| Exercise prompt |
Transcribe the listing below in its entirety.

| Source material |

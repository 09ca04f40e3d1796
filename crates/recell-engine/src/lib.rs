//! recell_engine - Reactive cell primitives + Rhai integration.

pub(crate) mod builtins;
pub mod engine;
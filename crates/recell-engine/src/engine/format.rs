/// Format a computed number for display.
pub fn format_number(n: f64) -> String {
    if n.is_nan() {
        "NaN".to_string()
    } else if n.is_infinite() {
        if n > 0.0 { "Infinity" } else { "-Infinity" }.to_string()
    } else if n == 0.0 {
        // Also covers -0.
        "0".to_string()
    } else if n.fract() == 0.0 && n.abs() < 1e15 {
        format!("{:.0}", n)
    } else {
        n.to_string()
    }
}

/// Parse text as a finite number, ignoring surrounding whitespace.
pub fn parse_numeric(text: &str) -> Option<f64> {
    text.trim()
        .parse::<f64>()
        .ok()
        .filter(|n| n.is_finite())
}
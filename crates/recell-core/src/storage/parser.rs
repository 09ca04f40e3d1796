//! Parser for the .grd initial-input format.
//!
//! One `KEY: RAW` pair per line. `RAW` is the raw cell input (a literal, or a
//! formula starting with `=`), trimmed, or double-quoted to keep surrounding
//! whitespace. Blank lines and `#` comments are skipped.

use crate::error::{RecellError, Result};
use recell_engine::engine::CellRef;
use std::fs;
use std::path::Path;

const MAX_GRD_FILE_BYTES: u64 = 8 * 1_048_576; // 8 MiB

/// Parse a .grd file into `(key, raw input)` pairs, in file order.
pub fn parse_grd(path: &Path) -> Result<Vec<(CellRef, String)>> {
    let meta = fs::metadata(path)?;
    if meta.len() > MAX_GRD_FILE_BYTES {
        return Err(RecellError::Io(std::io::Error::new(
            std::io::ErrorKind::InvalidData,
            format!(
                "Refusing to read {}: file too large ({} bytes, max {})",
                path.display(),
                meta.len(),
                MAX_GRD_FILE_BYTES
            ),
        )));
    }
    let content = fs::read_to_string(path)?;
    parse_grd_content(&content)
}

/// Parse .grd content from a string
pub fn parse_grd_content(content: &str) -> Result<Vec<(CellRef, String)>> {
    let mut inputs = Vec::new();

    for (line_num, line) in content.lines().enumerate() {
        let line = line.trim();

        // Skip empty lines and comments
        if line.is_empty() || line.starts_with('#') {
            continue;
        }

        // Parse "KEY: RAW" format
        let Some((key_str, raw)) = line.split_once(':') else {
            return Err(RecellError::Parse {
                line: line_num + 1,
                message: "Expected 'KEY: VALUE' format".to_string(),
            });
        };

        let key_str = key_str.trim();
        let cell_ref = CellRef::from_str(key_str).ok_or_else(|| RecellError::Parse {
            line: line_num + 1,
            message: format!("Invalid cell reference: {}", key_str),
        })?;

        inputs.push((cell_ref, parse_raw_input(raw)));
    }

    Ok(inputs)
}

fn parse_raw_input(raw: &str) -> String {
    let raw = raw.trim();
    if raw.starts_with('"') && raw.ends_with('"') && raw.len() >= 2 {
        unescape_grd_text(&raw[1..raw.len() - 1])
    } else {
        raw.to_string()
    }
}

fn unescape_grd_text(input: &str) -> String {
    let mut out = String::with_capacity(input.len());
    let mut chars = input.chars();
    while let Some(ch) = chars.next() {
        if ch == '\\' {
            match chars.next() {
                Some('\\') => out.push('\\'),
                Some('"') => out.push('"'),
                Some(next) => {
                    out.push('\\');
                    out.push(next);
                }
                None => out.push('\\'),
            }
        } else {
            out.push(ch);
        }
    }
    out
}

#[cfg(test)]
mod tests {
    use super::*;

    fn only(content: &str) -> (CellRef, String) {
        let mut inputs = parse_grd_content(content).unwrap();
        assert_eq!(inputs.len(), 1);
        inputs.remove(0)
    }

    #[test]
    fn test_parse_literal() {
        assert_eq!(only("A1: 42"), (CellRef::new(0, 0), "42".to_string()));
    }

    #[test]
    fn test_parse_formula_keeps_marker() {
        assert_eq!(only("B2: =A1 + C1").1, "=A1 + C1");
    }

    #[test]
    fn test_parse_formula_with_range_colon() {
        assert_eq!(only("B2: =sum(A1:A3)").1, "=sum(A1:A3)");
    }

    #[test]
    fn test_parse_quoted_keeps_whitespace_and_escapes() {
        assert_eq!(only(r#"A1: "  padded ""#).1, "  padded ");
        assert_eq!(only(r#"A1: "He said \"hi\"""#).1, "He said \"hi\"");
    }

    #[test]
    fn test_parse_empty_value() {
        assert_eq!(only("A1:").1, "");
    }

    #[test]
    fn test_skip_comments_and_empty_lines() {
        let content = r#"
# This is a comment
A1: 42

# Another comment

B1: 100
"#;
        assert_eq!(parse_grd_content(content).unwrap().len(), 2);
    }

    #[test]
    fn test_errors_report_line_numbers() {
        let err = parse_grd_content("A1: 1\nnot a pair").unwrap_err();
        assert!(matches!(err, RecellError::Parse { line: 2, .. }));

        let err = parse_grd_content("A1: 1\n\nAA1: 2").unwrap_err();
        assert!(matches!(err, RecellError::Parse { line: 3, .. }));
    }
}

| Solution for this task |
repository 09ca04f40e3d1796
filename crates/recell-engine/src/lib.rs
//! recell_engine - Reactive cell primitives + Rhai integration.

pub(crate) mod builtins;
pub mod engine;
filename crates/recell-engine/src/engine/format.rs
/// Format a computed number for display.
pub fn format_number(n: f64) -> String {
    if n.is_nan() {
        "NaN".to_string()
    } else if n.is_infinite() {
        if n > 0.0 { "Infinity" } else { "-Infinity" }.to_string()
    } else if n == 0.0 {
        // Also covers -0.
        "0".to_string()
    } else if n.fract() == 0.0 && n.abs() < 1e15 {
        format!("{:.0}", n)
    } else {
        n.to_string()
    }
}

/// Parse text as a finite number, ignoring surrounding whitespace.
pub fn parse_numeric(text: &str) -> Option<f64> {
    text.trim()
        .parse::<f64>()
        .ok()
        .filter(|n| n.is_finite())
}
filename crates/recell-core/src/storage/parser.rs
repository 09ca04f40e3d1796
//! Parser for the .grd initial-input format.
//!
//! One `KEY: RAW` pair per line. `RAW` is the raw cell input (a literal, or a
//! formula starting with `=`), trimmed, or double-quoted to keep surrounding
//! whitespace. Blank lines and `#` comments are skipped.

use crate::error::{RecellError, Result};
use recell_engine::engine::CellRef;
use std::fs;
use std::path::Path;

const MAX_GRD_FILE_BYTES: u64 = 8 * 1_048_576; // 8 MiB

/// Parse a .grd file into `(key, raw input)` pairs, in file order.
pub fn parse_grd(path: &Path) -> Result<Vec<(CellRef, String)>> {
    let meta = fs::metadata(path)?;
    if meta.len() > MAX_GRD_FILE_BYTES {
        return Err(RecellError::Io(std::io::Error::new(
            std::io::ErrorKind::InvalidData,
            format!(
                "Refusing to read {}: file too large ({} bytes, max {})",
                path.display(),
                meta.len(),
                MAX_GRD_FILE_BYTES
            ),
        )));
    }
    let content = fs::read_to_string(path)?;
    parse_grd_content(&content)
}

/// Parse .grd content from a string
pub fn parse_grd_content(content: &str) -> Result<Vec<(CellRef, String)>> {
    let mut inputs = Vec::new();

    for (line_num, line) in content.lines().enumerate() {
        let line = line.trim();

        // Skip empty lines and comments
        if line.is_empty() || line.starts_with('#') {
            continue;
        }

        // Parse "KEY: RAW" format
        let Some((key_str, raw)) = line.split_once(':') else {
            return Err(RecellError::Parse {
                line: line_num + 1,
                message: "Expected 'KEY: VALUE' format".to_string(),
            });
        };

        let key_str = key_str.trim();
        let cell_ref = CellRef::from_str(key_str).ok_or_else(|| RecellError::Parse {
            line: line_num + 1,
            message: format!("Invalid cell reference: {}", key_str),
        })?;

        inputs.push((cell_ref, parse_raw_input(raw)));
    }

    Ok(inputs)
}

fn parse_raw_input(raw: &str) -> String {
    let raw = raw.trim();
    if raw.starts_with('"') && raw.ends_with('"') && raw.len() >= 2 {
        unescape_grd_text(&raw[1..raw.len() - 1])
    } else {
        raw.to_string()
    }
}

fn unescape_grd_text(input: &str) -> String {
    let mut out = String::with_capacity(input.len());
    let mut chars = input.chars();
    while let Some(ch) = chars.next() {
        if ch == '\\' {
            match chars.next() {
                Some('\\') => out.push('\\'),
                Some('"') => out.push('"'),
                Some(next) => {
                    out.push('\\');
                    out.push(next);
                }
                None => out.push('\\'),
            }
        } else {
            out.push(ch);
        }
    }
    out
}

#[cfg(test)]
mod tests {
    use super::*;

    fn only(content: &str) -> (CellRef, String) {
        let mut inputs = parse_grd_content(content).unwrap();
        assert_eq!(inputs.len(), 1);
        inputs.remove(0)
    }

    #[test]
    fn test_parse_literal() {
        assert_eq!(only("A1: 42"), (CellRef::new(0, 0), "42".to_string()));
    }

    #[test]
    fn test_parse_formula_keeps_marker() {
        assert_eq!(only("B2: =A1 + C1").1, "=A1 + C1");
    }

    #[test]
    fn test_parse_formula_with_range_colon() {
        assert_eq!(only("B2: =sum(A1:A3)").1, "=sum(A1:A3)");
    }

    #[test]
    fn test_parse_quoted_keeps_whitespace_and_escapes() {
        assert_eq!(only(r#"A1: "  padded ""#).1, "  padded ");
        assert_eq!(only(r#"A1: "He said \"hi\"""#).1, "He said \"hi\"");
    }

    #[test]
    fn test_parse_empty_value() {
        assert_eq!(only("A1:").1, "");
    }

    #[test]
    fn test_skip_comments_and_empty_lines() {
        let content = r#"
# This is a comment
A1: 42

# Another comment

B1: 100
"#;
        assert_eq!(parse_grd_content(content).unwrap().len(), 2);
    }

    #[test]
    fn test_errors_report_line_numbers() {
        let err = parse_grd_content("A1: 1\nnot a pair").unwrap_err();
        assert!(matches!(err, RecellError::Parse { line: 2, .. }));

        let err = parse_grd_content("A1: 1\n\nAA1: 2").unwrap_err();
        assert!(matches!(err, RecellError::Parse { line: 3, .. }));
    }
}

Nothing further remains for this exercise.